WHAT IS BEING ASKED:
After finding the line containing "backed by a file." below, please output that line and each following one through the line containing "let mut options = OpenOptions::new();", exactly as written.

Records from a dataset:
------------------------------

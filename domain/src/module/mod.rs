//! Backend module parameters.

pub mod params;

pub use params::{ModuleParams, ParamError};
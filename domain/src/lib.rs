//! Domain layer for chatbot
//!
//! This crate contains the core types and algorithms of the conversational
//! agent runtime. It has no dependencies on infrastructure or presentation
//! concerns and performs no I/O.
//!
//! # Core Concepts
//!
//! ## Contracts
//!
//! - [`LanguageModel`]: template rendering, ingestion, streaming generation,
//!   state persistence
//! - [`Tool`]: identity, description, command table, invocation
//!
//! ## Streaming
//!
//! A reply arrives as fragments whose boundaries are chosen by the backend.
//! [`StreamParser`] recognises directive lines (`!command arg...`) and the
//! think-mode delimiter no matter where those boundaries fall.

pub mod model;
pub mod module;
pub mod session;
pub mod stream;
pub mod tool;
pub mod util;

pub use model::{FragmentSink, LanguageModel, ModelError};
pub use module::{ModuleParams, ParamError};
pub use session::{Message, Role, TemplateTurn, Transcript};
pub use stream::{ParseEvent, ParseState, StreamParser, THINK_DELIMITER, ThinkSplit};
pub use tool::{
    CommandSpec, Directive, DispatchError, DispatchOutcome, InputSource, NoInput, OutputChannel,
    RegistryError, Tool, ToolError, ToolIo, ToolOutput,
};
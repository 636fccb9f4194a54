//! Port for structured conversation logging.
//!
//! Defines the [`ConversationLogger`] trait for recording session events
//! (turn boundaries, dispatched directives, tool results) to a structured log.
//!
//! This is separate from `tracing`-based operation logs: tracing handles
//! human-readable diagnostic messages, while this port captures the
//! conversation flow in a machine-readable format (JSONL).
//!
//! | Event | Payload |
//! |-------|---------|
//! | `turn_start` | `role`, `message`, `think` |
//! | `directive` | `command`, `argv` |
//! | `tool_result` | `command`, `tool`, `status` or `error` |
//! | `turn_end` | `reply`, `directives` |
//! | `session_end` | `reason` |

use serde_json::Value;

/// A structured conversation event for logging.
///
/// Each event has a type string and a JSON payload containing event-specific
/// fields. The timestamp is added by the logger when the event is written.
pub struct ConversationEvent {
    /// Event type identifier (e.g., "turn_start", "tool_result").
    pub event_type: &'static str,
    /// JSON payload with event-specific data.
    pub payload: Value,
}

impl ConversationEvent {
    pub fn new(event_type: &'static str, payload: Value) -> Self {
        Self {
            event_type,
            payload,
        }
    }
}

/// Port for logging conversation events to a structured log.
///
/// Implementations write each event as a single record (e.g., one JSONL line).
/// `log` is synchronous and infallible; logging failures are ignored.
pub trait ConversationLogger: Send + Sync {
    /// Record a conversation event.
    fn log(&self, event: ConversationEvent);
}

/// No-op implementation for tests and when logging is disabled.
pub struct NoConversationLogger;

impl ConversationLogger for NoConversationLogger {
    fn log(&self, _event: ConversationEvent) {}
}
//! Transcript file.
//!
//! An append-only sequence of raw records (rendered prompts and generated
//! replies), each followed by `\n`. Records are not otherwise framed, so a
//! record that itself contains newlines reads back as several lines.
//!
//! [`read_transcript`] tolerates what a crash in the middle of an append can
//! leave behind: a final record without its terminator, possibly ending in a
//! partial UTF-8 sequence.

use chatbot_application::ports::transcript::TranscriptWriter;
use std::fs::{File, OpenOptions};
use std::io::{self, Write};
use std::path::{Path, PathBuf};
use std::sync::Mutex;

const RECORD_TERMINATOR: u8 = b'\n';

/// Append-only transcript writer backed by a file.
pub struct FileTranscript {
    file: Mutex<File>,
    path: PathBuf,
}

impl FileTranscript {
    /// Open `path` for appending, creating it owner-readable only if absent.
    pub fn open(path: impl AsRef<Path>) -> io::Result<Self> {
        let path = path.as_ref();
        let mut options = OpenOptions::new();
        options.create(true).append(true);
        #[cfg(unix)]
        {
            use std::os::unix::fs::OpenOptionsExt;
            options.mode(0o600);
        }
        let file = options.open(path)?;
        Ok(Self {
            file: Mutex::new(file),
            path: path.to_path_buf(),
        })
    }

    pub fn path(&self) -> &Path {
        &self.path
    }
}

impl TranscriptWriter for FileTranscript {
    fn append(&self, record: &str) -> io::Result<()> {
        let mut file = self
            .file
            .lock()
            .map_err(|_| io::Error::other("transcript lock poisoned"))?;
        let mut buf = Vec::with_capacity(record.len() + 1);
        buf.extend_from_slice(record.as_bytes());
        buf.push(RECORD_TERMINATOR);
        file.write_all(&buf)?;
        file.flush()
    }
}

/// Contents of a transcript file.
#[derive(Debug, Clone, Default, PartialEq, Eq)]
pub struct TranscriptContents {
    /// Complete, terminated lines.
    pub lines: Vec<String>,
    /// Trailing text that was never terminated, if any.
    pub partial: Option<String>,
}

/// Read a transcript file back as lines.
pub fn read_transcript(path: impl AsRef<Path>) -> io::Result<TranscriptContents> {
    let bytes = std::fs::read(path)?;
    Ok(parse_transcript(&bytes))
}

fn parse_transcript(bytes: &[u8]) -> TranscriptContents {
    let (lines, tail) = match bytes.iter().rposition(|b| *b == RECORD_TERMINATOR) {
        Some(end) => (
            bytes[..end]
                .split(|b| *b == RECORD_TERMINATOR)
                .map(|line| String::from_utf8_lossy(line).into_owned())
                .collect(),
            &bytes[end + 1..],
        ),
        None => (Vec::new(), bytes),
    };

    let partial = (!tail.is_empty()).then(|| decode_truncated(tail));
    TranscriptContents { lines, partial }
}

/// Decode text that may end inside a multi-byte character.
fn decode_truncated(bytes: &[u8]) -> String {
    match std::str::from_utf8(bytes) {
        Ok(text) => text.to_string(),
        Err(e) if e.error_len().is_none() => {
            String::from_utf8_lossy(&bytes[..e.valid_up_to()]).into_owned()
        }
        Err(_) => String::from_utf8_lossy(bytes).into_owned(),
    }
}

#[cfg(test)]
mod tests {
    use super::*;

    #[test]
    fn test_records_are_newline_terminated() {
        let dir = tempfile::tempdir().unwrap();
        let path = dir.path().join("chat.txt");
        let transcript = FileTranscript::open(&path).unwrap();
        transcript.append("User: hi\n\nAssistant:").unwrap();
        transcript.append("Hello!").unwrap();

        assert_eq!(
            std::fs::read_to_string(&path).unwrap(),
            "User: hi\n\nAssistant:\nHello!\n"
        );
        let contents = read_transcript(&path).unwrap();
        assert_eq!(contents.lines, vec!["User: hi", "", "Assistant:", "Hello!"]);
        assert_eq!(contents.partial, None);
    }

    #[test]
    fn test_appends_to_existing_file() {
        let dir = tempfile::tempdir().unwrap();
        let path = dir.path().join("chat.txt");
        FileTranscript::open(&path).unwrap().append("one").unwrap();
        FileTranscript::open(&path).unwrap().append("two").unwrap();
        assert_eq!(read_transcript(&path).unwrap().lines, vec!["one", "two"]);
    }

    #[test]
    fn test_reader_tolerates_truncated_record() {
        let contents = parse_transcript(b"first\nsecond rec");
        assert_eq!(contents.lines, vec!["first"]);
        assert_eq!(contents.partial.as_deref(), Some("second rec"));
    }

    #[test]
    fn test_reader_tolerates_split_utf8() {
        // "答" is e7 ad 94; the write stopped after two of its bytes.
        let contents = parse_transcript(b"ok\n\xe7\xad");
        assert_eq!(contents.lines, vec!["ok"]);
        assert_eq!(contents.partial.as_deref(), Some(""));

        let contents = parse_transcript("ok\nab答".as_bytes());
        assert_eq!(contents.partial.as_deref(), Some("ab答"));
    }

    #[test]
    fn test_reader_edge_cases() {
        assert_eq!(parse_transcript(b""), TranscriptContents::default());
        assert_eq!(
            parse_transcript(b"only partial"),
            TranscriptContents {
                lines: Vec::new(),
                partial: Some("only partial".into()),
            }
        );
        assert_eq!(parse_transcript(b"\n").lines, vec![""]);
    }
}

------------------------------

EXPECTED ANSWER:
/// Append-only transcript writer backed by a file.
pub struct FileTranscript {
    file: Mutex<File>,
    path: PathBuf,
}

impl FileTranscript {
    /// Open `path` for appending, creating it owner-readable only if absent.
    pub fn open(path: impl AsRef<Path>) -> io::Result<Self> {
        let path = path.as_ref();
        let mut options = OpenOptions::new();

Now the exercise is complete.